Ever since there has been a “hackerscene” there has been a constant struggle between its “inhabitants” and mainstream media over words. That’s all it is you know, “what’s in a name” to put it really (really 🙂 trite. Wether it was hacker, cracker or script kiddie, wether it was Kevin Mitnick or Mafiaboy (or neither) who represents the word “hacker”, there was and will always be disagreements and misconceptions in and about this scene when it comes to words.

Now of course we can rant and bicker about this all we want (and we probably will) but it won’t ever change anything really. Let’s face it, good intentions don’t sell. Ever heard that story about the two doctors? One of them was a world famous physician, curing terminally ill people and gaining quite the reputation as a “miracle worker”. The other one prevented people getting sick, so they wouldn’t and didn’t suffer a bit from the illnesses the first one cured. Which one do you think got all the fame and credit?

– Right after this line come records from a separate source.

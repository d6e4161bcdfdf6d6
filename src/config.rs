use dotenv::dotenv;
use std::collections::HashMap;
use std::env;
use std::net::SocketAddr;
use std::path::PathBuf;
use std::time::Duration;
use tracing::info;

use crate::error::ConfigError;

pub const DEFAULT_BIND_ADDRESS: &str = "0.0.0.0:3000";
pub const DEFAULT_DATA_DIR: &str = "data";
pub const DEFAULT_REQUEST_TIMEOUT_SECS: u64 = 10;
pub const DEFAULT_CONCURRENCY_LIMIT: usize = 64;

/// Where notifications are delivered when a webhook is configured.
#[derive(Debug, Clone, PartialEq)]
pub struct WebhookConfig {
    pub url: String,
    pub secret: String,
}

#[derive(Debug, Clone, PartialEq)]
pub struct Config {
    pub bind_address: SocketAddr,
    pub data_dir: PathBuf,
    pub availability_path: PathBuf,
    pub legacy_availability_path: Option<PathBuf>,
    pub webhook: Option<WebhookConfig>,
    pub request_timeout: Duration,
    pub concurrency_limit: usize,
}

impl Config {
    /// Read the configuration from the process environment, after loading
    /// `.env` if one exists.
    pub fn from_env() -> Result<Self, ConfigError> {
        dotenv().ok();
        Self::from_vars(&env::vars().collect())
    }

    pub fn from_vars(vars: &HashMap<String, String>) -> Result<Self, ConfigError> {
        let var = |name: &str| {
            vars.get(name)
                .map(|value| value.trim())
                .filter(|value| !value.is_empty())
        };

        let bind_address = parse_var(
            "BIND_ADDRESS",
            var("BIND_ADDRESS").unwrap_or(DEFAULT_BIND_ADDRESS),
        )?;

        let data_dir = PathBuf::from(var("DATA_DIR").unwrap_or(DEFAULT_DATA_DIR));
        let availability_path = var("AVAILABILITY_PATH")
            .map(PathBuf::from)
            .unwrap_or_else(|| data_dir.join("availability.json"));
        let legacy_availability_path = var("LEGACY_AVAILABILITY_PATH").map(PathBuf::from);

        let webhook = match (var("NOTIFIER_WEBHOOK_URL"), var("NOTIFIER_WEBHOOK_SECRET")) {
            (Some(url), Some(secret)) => Some(WebhookConfig {
                url: url.to_string(),
                secret: secret.to_string(),
            }),
            (Some(_), None) => return Err(ConfigError::Missing("NOTIFIER_WEBHOOK_SECRET")),
            (None, _) => None,
        };

        let request_timeout = match var("REQUEST_TIMEOUT_SECS") {
            Some(raw) => Duration::from_secs(parse_var("REQUEST_TIMEOUT_SECS", raw)?),
            None => Duration::from_secs(DEFAULT_REQUEST_TIMEOUT_SECS),
        };

        let concurrency_limit = match var("CONCURRENCY_LIMIT") {
            Some(raw) => parse_var("CONCURRENCY_LIMIT", raw)?,
            None => DEFAULT_CONCURRENCY_LIMIT,
        };
        if concurrency_limit == 0 {
            return Err(ConfigError::Invalid {
                name: "CONCURRENCY_LIMIT",
                value: "0".to_string(),
            });
        }

        Ok(Self {
            bind_address,
            data_dir,
            availability_path,
            legacy_availability_path,
            webhook,
            request_timeout,
            concurrency_limit,
        })
    }

    pub fn log_summary(&self) {
        info!("Data directory: {}", self.data_dir.display());
        info!("Availability file: {}", self.availability_path.display());
        match &self.legacy_availability_path {
            Some(path) => info!("Legacy availability file: {}", path.display()),
            None => info!("No legacy availability file configured"),
        }
        match &self.webhook {
            Some(webhook) => info!("Notifications delivered to webhook {}", webhook.url),
            None => info!("No notifier webhook configured - notifications are only logged"),
        }
    }
}

fn parse_var<T: std::str::FromStr>(name: &'static str, raw: &str) -> Result<T, ConfigError> {
    raw.parse().map_err(|_| ConfigError::Invalid {
        name,
        value: raw.to_string(),
    })
}
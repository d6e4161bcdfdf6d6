use chrono::{DateTime, NaiveDate, Utc};
use serde::{Deserialize, Serialize};
use std::fmt;

#[derive(Debug, Clone, Copy, PartialEq, Eq, Serialize, Deserialize)]
#[serde(rename_all = "lowercase")]
pub enum BookingStatus {
    Pending,
    Confirmed,
    Cancelled,
    Completed,
}

impl BookingStatus {
    pub fn as_str(&self) -> &'static str {
        match self {
            BookingStatus::Pending => "pending",
            BookingStatus::Confirmed => "confirmed",
            BookingStatus::Cancelled => "cancelled",
            BookingStatus::Completed => "completed",
        }
    }
}

impl fmt::Display for BookingStatus {
    fn fmt(&self, f: &mut fmt::Formatter<'_>) -> fmt::Result {
        f.write_str(self.as_str())
    }
}

#[derive(Debug, Clone, Copy, PartialEq, Eq, Serialize, Deserialize)]
#[serde(rename_all = "kebab-case")]
pub enum SessionType {
    Online,
    InPerson,
}

// Which side of a booking a user is on
#[derive(Debug, Clone, Copy, PartialEq, Eq, Serialize, Deserialize)]
#[serde(rename_all = "lowercase")]
pub enum Role {
    Trainer,
    Client,
}

impl Role {
    pub fn counterparty(&self) -> Role {
        match self {
            Role::Trainer => Role::Client,
            Role::Client => Role::Trainer,
        }
    }

    pub fn as_str(&self) -> &'static str {
        match self {
            Role::Trainer => "trainer",
            Role::Client => "client",
        }
    }
}

impl fmt::Display for Role {
    fn fmt(&self, f: &mut fmt::Formatter<'_>) -> fmt::Result {
        f.write_str(self.as_str())
    }
}

// Persisted booking record; UTC instants are the only authoritative time
#[derive(Debug, Clone, PartialEq, Serialize, Deserialize)]
#[serde(rename_all = "camelCase")]
pub struct Booking {
    pub booking_id: String,
    pub trainer_id: String,
    pub client_id: String,
    pub start_time_utc: DateTime<Utc>,
    pub end_time_utc: DateTime<Utc>,
    pub timezone: String,
    pub duration: i64,
    pub status: BookingStatus,
    pub session_type: SessionType,
    pub location: Option<String>,
    pub created_at: DateTime<Utc>,
}

impl Booking {
    pub fn is_active(&self) -> bool {
        self.status != BookingStatus::Cancelled
    }

    pub fn party_id(&self, role: Role) -> &str {
        match role {
            Role::Trainer => &self.trainer_id,
            Role::Client => &self.client_id,
        }
    }

    /// Chat conversation shared by the trainer and client of this booking.
    pub fn chat_id(&self) -> String {
        chat_id_for(&self.trainer_id, &self.client_id)
    }
}

pub fn chat_id_for(trainer_id: &str, client_id: &str) -> String {
    format!("{}_{}", trainer_id, client_id)
}

/// Input for creating a booking.
///
/// Timing is given either as a local date and wall-clock start time in
/// `timezone`, or as a precomputed UTC start (and optional end). When both
/// are present the precomputed instants win.
#[derive(Debug, Clone, Serialize, Deserialize)]
#[serde(rename_all = "camelCase")]
pub struct BookingRequest {
    pub trainer_id: String,
    pub client_id: String,
    pub local_date: Option<NaiveDate>,
    pub local_start_time: Option<String>,
    pub start_time_utc: Option<DateTime<Utc>>,
    pub end_time_utc: Option<DateTime<Utc>>,
    pub timezone: String,
    pub duration: i64,
    pub session_type: SessionType,
    pub status: Option<BookingStatus>,
    pub location: Option<String>,
}

impl BookingRequest {
    /// Request for a session starting at a local wall-clock time.
    pub fn local(
        trainer_id: &str,
        client_id: &str,
        local_date: NaiveDate,
        local_start_time: &str,
        timezone: &str,
        duration: i64,
    ) -> Self {
        Self {
            trainer_id: trainer_id.to_string(),
            client_id: client_id.to_string(),
            local_date: Some(local_date),
            local_start_time: Some(local_start_time.to_string()),
            start_time_utc: None,
            end_time_utc: None,
            timezone: timezone.to_string(),
            duration,
            session_type: SessionType::Online,
            status: None,
            location: None,
        }
    }

    pub fn in_person(mut self, location: &str) -> Self {
        self.session_type = SessionType::InPerson;
        self.location = Some(location.to_string());
        self
    }

    pub fn with_status(mut self, status: BookingStatus) -> Self {
        self.status = Some(status);
        self
    }
}
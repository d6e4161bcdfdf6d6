use async_trait::async_trait;
use reqwest::{Client, Method, Request};
use serde::Serialize;
use std::time::Duration;
use tracing::{debug, info, warn};

use crate::auth::{WebhookAuth, NONCE_HEADER, SIGNATURE_HEADER, TIMESTAMP_HEADER};
use crate::error::NotificationError;
use crate::models::booking::Booking;
use crate::models::chat::ChatMessage;
use crate::ports::{CalendarNotifier, ChatNotifier};

pub const CALENDAR_EVENTS_PATH: &str = "/calendar-events";
pub const CHAT_MESSAGES_PATH: &str = "/chat-messages";

/// Delivers calendar events and chat lines to an HTTP webhook.
///
/// Every request carries a JSON body and the signing headers from
/// [`WebhookAuth`]. Any non-2xx answer counts as a failed delivery.
pub struct WebhookNotifierClient {
    client: Client,
    endpoint: String,
    secret: String,
}

impl WebhookNotifierClient {
    pub fn new(endpoint: &str, secret: &str, timeout: Duration) -> Result<Self, NotificationError> {
        let client = Client::builder().timeout(timeout).build()?;
        Ok(Self {
            client,
            endpoint: endpoint.trim_end_matches('/').to_string(),
            secret: secret.to_string(),
        })
    }

    pub fn endpoint(&self) -> &str {
        &self.endpoint
    }

    /// Build a signed POST of `payload` to `path` below the endpoint.
    pub fn build_request<T: Serialize + ?Sized>(
        &self,
        path: &str,
        payload: &T,
    ) -> Result<Request, NotificationError> {
        let body = serde_json::to_string(payload)
            .map_err(|e| NotificationError::Unavailable(format!("Failed to encode payload: {}", e)))?;

        let timestamp = WebhookAuth::get_timestamp();
        let nonce = WebhookAuth::generate_nonce();
        let signature =
            WebhookAuth::generate_signature(&self.secret, "POST", path, timestamp, &nonce, &body);

        let request = self
            .client
            .request(Method::POST, format!("{}{}", self.endpoint, path))
            .header("Content-Type", "application/json")
            .header(TIMESTAMP_HEADER, timestamp.to_string())
            .header(NONCE_HEADER, nonce)
            .header(SIGNATURE_HEADER, signature)
            .body(body)
            .build()?;

        Ok(request)
    }

    async fn post<T: Serialize + Sync + ?Sized>(
        &self,
        path: &str,
        payload: &T,
    ) -> Result<(), NotificationError> {
        let request = self.build_request(path, payload)?;
        debug!("Webhook URL: {}", request.url());

        let res = self.client.execute(request).await?;
        let status = res.status();
        info!("Webhook {} answered with status: {}", path, status);

        if status.is_success() {
            Ok(())
        } else {
            let body = res.text().await.unwrap_or_default();
            warn!("Webhook {} rejected delivery: {}", path, body);
            Err(NotificationError::Rejected(status.as_u16()))
        }
    }
}

#[async_trait]
impl CalendarNotifier for WebhookNotifierClient {
    async fn create_session_event(&self, booking: &Booking) -> Result<(), NotificationError> {
        info!("Sending calendar event for booking {}", booking.booking_id);
        self.post(CALENDAR_EVENTS_PATH, booking).await
    }
}

#[async_trait]
impl ChatNotifier for WebhookNotifierClient {
    async fn send_system_message(
        &self,
        chat_id: &str,
        sender_id: &str,
        text: &str,
    ) -> Result<(), NotificationError> {
        info!("Sending chat line to {}", chat_id);
        self.post(CHAT_MESSAGES_PATH, &ChatMessage::new(chat_id, sender_id, text))
            .await
    }
}
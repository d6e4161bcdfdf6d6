use axum::{
    extract::{Json as ExtractJson, Path, Query, State},
    http::StatusCode,
    response::Json,
};
use serde::{Deserialize, Serialize};
use std::sync::Arc;
use tracing::{error, info, warn};

use crate::error::SchedulingError;
use crate::models::availability::TimeSlot;
use crate::models::booking::{Booking, BookingRequest};
use crate::models::common::{CreatedResponse, RoleQueryParams, SlotQueryParams};
use crate::models::reschedule::{CreateRescheduleRequest, RescheduleRequest};
use crate::services::booking::BookingEngine;
use crate::services::reschedule::RescheduleWorkflow;
use crate::services::slot_resolver::SlotAvailabilityResolver;

// AppState struct containing shared resources
pub struct AppState {
    pub resolver: SlotAvailabilityResolver,
    pub engine: Arc<BookingEngine>,
    pub workflow: RescheduleWorkflow,
}

// Error body returned by every failing endpoint
#[derive(Debug, Serialize, Deserialize)]
#[serde(rename_all = "camelCase")]
pub struct ErrorBody {
    pub error: String,
    #[serde(default, skip_serializing_if = "std::ops::Not::not")]
    pub rebook_required: bool,
}

pub type ApiError = (StatusCode, Json<ErrorBody>);

pub fn error_response(err: SchedulingError) -> ApiError {
    let status = match &err {
        SchedulingError::InvalidTimeFormat(_)
        | SchedulingError::InvalidTimezone(_)
        | SchedulingError::InvalidAvailability(_)
        | SchedulingError::Validation(_) => StatusCode::BAD_REQUEST,
        SchedulingError::BookingNotFound(_) | SchedulingError::RescheduleNotFound(_) => {
            StatusCode::NOT_FOUND
        }
        SchedulingError::InvalidState { .. } => StatusCode::CONFLICT,
        SchedulingError::StoreUnavailable(_) => StatusCode::SERVICE_UNAVAILABLE,
        SchedulingError::PartialWorkflowFailure { .. } => StatusCode::INTERNAL_SERVER_ERROR,
    };

    if status.is_server_error() {
        error!("Request failed: {}", err);
    } else {
        warn!("Request rejected: {}", err);
    }

    (
        status,
        Json(ErrorBody {
            rebook_required: matches!(err, SchedulingError::PartialWorkflowFailure { .. }),
            error: err.to_string(),
        }),
    )
}

// Health check endpoint
pub async fn health_check() -> &'static str {
    "OK"
}

// Bookable slots of a trainer for one date
pub async fn list_slots(
    State(state): State<Arc<AppState>>,
    Path(trainer_id): Path<String>,
    Query(params): Query<SlotQueryParams>,
) -> Result<Json<Vec<TimeSlot>>, ApiError> {
    info!(
        "Received request for slots of trainer {} on {}",
        trainer_id, params.date
    );

    let slots = state
        .resolver
        .resolve(&trainer_id, params.date)
        .await
        .map_err(error_response)?;

    info!("Returning {} slots for trainer {}", slots.len(), trainer_id);
    Ok(Json(slots))
}

pub async fn create_booking(
    State(state): State<Arc<AppState>>,
    ExtractJson(request): ExtractJson<BookingRequest>,
) -> Result<(StatusCode, Json<CreatedResponse>), ApiError> {
    info!(
        "Received booking request for trainer {} and client {}",
        request.trainer_id, request.client_id
    );

    let id = state
        .engine
        .book_session(request)
        .await
        .map_err(error_response)?;
    Ok((StatusCode::CREATED, Json(CreatedResponse { id })))
}

pub async fn get_booking(
    State(state): State<Arc<AppState>>,
    Path(booking_id): Path<String>,
) -> Result<Json<Booking>, ApiError> {
    state
        .engine
        .get_booking(&booking_id)
        .await
        .map(Json)
        .map_err(error_response)
}

pub async fn cancel_booking(
    State(state): State<Arc<AppState>>,
    Path(booking_id): Path<String>,
) -> Result<StatusCode, ApiError> {
    info!("Received request to cancel booking: {}", booking_id);

    state
        .engine
        .cancel_booking(&booking_id)
        .await
        .map_err(error_response)?;
    Ok(StatusCode::OK)
}

pub async fn complete_booking(
    State(state): State<Arc<AppState>>,
    Path(booking_id): Path<String>,
) -> Result<StatusCode, ApiError> {
    info!("Received request to complete booking: {}", booking_id);

    state
        .engine
        .complete_booking(&booking_id)
        .await
        .map_err(error_response)?;
    Ok(StatusCode::OK)
}

pub async fn list_user_bookings(
    State(state): State<Arc<AppState>>,
    Path(user_id): Path<String>,
    Query(params): Query<RoleQueryParams>,
) -> Result<Json<Vec<Booking>>, ApiError> {
    state
        .engine
        .get_user_bookings(&user_id, params.role)
        .await
        .map(Json)
        .map_err(error_response)
}

pub async fn list_upcoming_sessions(
    State(state): State<Arc<AppState>>,
    Path(user_id): Path<String>,
    Query(params): Query<RoleQueryParams>,
) -> Result<Json<Vec<Booking>>, ApiError> {
    state
        .engine
        .get_upcoming_week_sessions(&user_id, params.role)
        .await
        .map(Json)
        .map_err(error_response)
}

pub async fn create_reschedule(
    State(state): State<Arc<AppState>>,
    ExtractJson(request): ExtractJson<CreateRescheduleRequest>,
) -> Result<(StatusCode, Json<CreatedResponse>), ApiError> {
    info!(
        "Received reschedule request for booking {} by {}",
        request.booking_id, request.requested_by
    );

    let original = state
        .engine
        .get_booking(&request.booking_id)
        .await
        .map_err(error_response)?;

    let id = state
        .workflow
        .create(
            &original,
            request.new_local_date,
            &request.new_local_time,
            &request.reason,
            request.requested_by,
            request.timezone.as_deref(),
        )
        .await
        .map_err(error_response)?;
    Ok((StatusCode::CREATED, Json(CreatedResponse { id })))
}

pub async fn get_reschedule(
    State(state): State<Arc<AppState>>,
    Path(id): Path<String>,
) -> Result<Json<RescheduleRequest>, ApiError> {
    state
        .workflow
        .get(&id)
        .await
        .map(Json)
        .map_err(error_response)
}

pub async fn accept_reschedule(
    State(state): State<Arc<AppState>>,
    Path(id): Path<String>,
) -> Result<StatusCode, ApiError> {
    info!("Received request to accept reschedule: {}", id);

    state.workflow.accept(&id).await.map_err(error_response)?;
    Ok(StatusCode::OK)
}

pub async fn reject_reschedule(
    State(state): State<Arc<AppState>>,
    Path(id): Path<String>,
) -> Result<StatusCode, ApiError> {
    info!("Received request to reject reschedule: {}", id);

    state.workflow.reject(&id).await.map_err(error_response)?;
    Ok(StatusCode::OK)
}
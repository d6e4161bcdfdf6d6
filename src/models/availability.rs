use serde::{Deserialize, Deserializer, Serialize, Serializer};
use std::fmt;

// Day of the week as stored in trainer availability documents
#[derive(Debug, Clone, Copy, PartialEq, Eq, Hash)]
pub enum Weekday {
    Sun,
    Mon,
    Tue,
    Wed,
    Thu,
    Fri,
    Sat,
}

impl Weekday {
    pub const ALL: [Weekday; 7] = [
        Weekday::Sun,
        Weekday::Mon,
        Weekday::Tue,
        Weekday::Wed,
        Weekday::Thu,
        Weekday::Fri,
        Weekday::Sat,
    ];

    pub fn full_name(&self) -> &'static str {
        match self {
            Weekday::Sun => "Sunday",
            Weekday::Mon => "Monday",
            Weekday::Tue => "Tuesday",
            Weekday::Wed => "Wednesday",
            Weekday::Thu => "Thursday",
            Weekday::Fri => "Friday",
            Weekday::Sat => "Saturday",
        }
    }

    pub fn short_name(&self) -> &'static str {
        &self.full_name()[..3]
    }

    /// Parse a day name the way older and newer app versions wrote it.
    ///
    /// Matching is case-insensitive and accepts either the full name
    /// ("Monday") or the 3-letter form ("Mon"). Surrounding whitespace is
    /// ignored.
    pub fn parse_name(name: &str) -> Option<Weekday> {
        let name = name.trim();
        Weekday::ALL.into_iter().find(|day| {
            name.eq_ignore_ascii_case(day.full_name()) || name.eq_ignore_ascii_case(day.short_name())
        })
    }

    pub fn matches_name(&self, name: &str) -> bool {
        Weekday::parse_name(name) == Some(*self)
    }
}

impl From<chrono::Weekday> for Weekday {
    fn from(day: chrono::Weekday) -> Self {
        match day {
            chrono::Weekday::Sun => Weekday::Sun,
            chrono::Weekday::Mon => Weekday::Mon,
            chrono::Weekday::Tue => Weekday::Tue,
            chrono::Weekday::Wed => Weekday::Wed,
            chrono::Weekday::Thu => Weekday::Thu,
            chrono::Weekday::Fri => Weekday::Fri,
            chrono::Weekday::Sat => Weekday::Sat,
        }
    }
}

impl fmt::Display for Weekday {
    fn fmt(&self, f: &mut fmt::Formatter<'_>) -> fmt::Result {
        f.write_str(self.full_name())
    }
}

impl Serialize for Weekday {
    fn serialize<S: Serializer>(&self, serializer: S) -> Result<S::Ok, S::Error> {
        serializer.serialize_str(self.full_name())
    }
}

impl<'de> Deserialize<'de> for Weekday {
    fn deserialize<D: Deserializer<'de>>(deserializer: D) -> Result<Self, D::Error> {
        let raw = String::deserialize(deserializer)?;
        Weekday::parse_name(&raw)
            .ok_or_else(|| serde::de::Error::custom(format!("unknown weekday '{}'", raw)))
    }
}

// A contiguous local time range within which a trainer accepts sessions
#[derive(Debug, Clone, PartialEq, Eq, Serialize, Deserialize)]
#[serde(rename_all = "camelCase")]
pub struct TimeWindow {
    pub start_time: String,
    pub end_time: String,
}

impl TimeWindow {
    pub fn new(start_time: &str, end_time: &str) -> Self {
        Self {
            start_time: start_time.to_string(),
            end_time: end_time.to_string(),
        }
    }
}

// One weekday of a trainer's recurring schedule
#[derive(Debug, Clone, PartialEq, Eq, Serialize, Deserialize)]
#[serde(rename_all = "camelCase")]
pub struct DayAvailability {
    pub day: Weekday,
    pub available: bool,
    #[serde(default)]
    pub time_windows: Vec<TimeWindow>,
}

// Structure to represent a bookable slot start; computed, never persisted
#[derive(Debug, Clone, PartialEq, Eq, Serialize, Deserialize)]
pub struct TimeSlot {
    pub time: String,
    pub available: bool,
    pub booked: bool,
}

/// Find the entry for `weekday` in a trainer's week.
pub fn find_day(days: &[DayAvailability], weekday: Weekday) -> Option<&DayAvailability> {
    days.iter().find(|day| day.day == weekday)
}

// A trainer's persisted weekly schedule as read from one storage location
#[derive(Debug, Clone, Default, PartialEq, Eq, Serialize, Deserialize)]
#[serde(rename_all = "camelCase")]
pub struct TrainerAvailability {
    #[serde(default)]
    pub timezone: Option<String>,
    #[serde(default)]
    pub availability: Vec<DayAvailability>,
}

Hype sells. Does a company like ISS really think about warning the general public when it talks to the press about “hackers that are planning an online attack-fest this coming Christmas”? Nah.. if you’d want to warn the proper people of “discoveries” like this, you’d go through proper channels to notify incident response agencies and mailinglists like the Incidents and Bugtraq lists. And you’d take care that you actually had a “discovery” to report. It might just be me, but sentences like “the attacks, if they occur” don’t add much to the effect. But reading down in the same article, we get to the real punch-line:

“In parallel with its warning of impending DDOS attacks this Christmas, ISS has teamed up with NOCpulse, a newly launched provider of outsourced Internet infrastructure management services, to deliver managed security services to customers.”

Ahh so this was not much more than a press-release after all? It’s hard to note the difference nowadays, since well.. basically there is none.

The “scene” and the nasty side of recognition

The motivation for every person to be a “hacker” can be led back to either recognition, admiration, curiousity, gain or revenge. (Yes I liked the description in “Hack proofing your network”, sue me 🙂 The motivation for a company to throw out these press-releases could of course be the goodness of their heart. Unfortunately, being a company (and being human at that) gain is (and will be) the more operative word. Bruce Schneier wrote about it in an issue of Cryptogram earlier this year:

“Publishing a security vulnerability is a play for publicity; the researcher is looking to get his own name in the newspaper by successfully bagging his prey. The publicizer often has his own agenda: he’s a security consultant, or an employee of a company that offers security products or services. This is especially true if the vulnerability is publicized in a press release. Services like PR Newswire and Business Wire are expensive, and no one would do it unless they thought they were getting something in return.”

Basically that’s what it comes down to. Being human, no one does anything unless they think they’ll be getting something in return. This a very depressing outlook on things I’d have to agree. Unfortunately I don’t think it’s something we can change. However, some groups/people should try to refine their actions a bit. The ISS release is more smoke than fire sort of speak. All it does is spread the FUD. Of course for the company this is nice, FUD is more of a reason to hire security consultants than the actual feeling you need security (another grim, yet in my opinion realistic view). But this behaviour has kind of set a trend nowadays. Just for the hell of it, check the amount of other companies releasing statements on the matter afterwards, some even claiming they already knew it. Well I did too. This kind of attack has already gained so much publicity there are bound to be kiddies playing around with it out there. As well as there are bound to be kiddies who now have picked up on the idea. Well I guess that just gives the consultants more work eh?

Don’t get me wrong, I can understand the need for approaches like this to get the publicity (somewhat) and it’s definately not just the companies. The media and yes even (a lot) of people in the security scene themselves are led too much by the “gain” and less by the morality. But this is no excuse of course. If the companies are unwilling, maybe the media covering these releases should get a bit more picky. But then again, picky doesn’t sell, big “spread the fear” headlines do. Is this really what it has come down to? Well ask yourself this question about the media approach, after all the fuzz about the Microsoft “hack(s)” earlier this month, what is the resulting effect in the general public opinion? “Geez these hacker-dudes are pretty damn scary (.. I’d wish they’d lock ’em all up)” or “hmm I guess that if security policies at major corporations like MS sucks that bad, how the hell can they be expected to deliver better ones to us (.. heeey look that’s my creditcard number out there in plain view, thanks >fill in company name here<, they should lock YOU up)? In the end it IS all about appearances.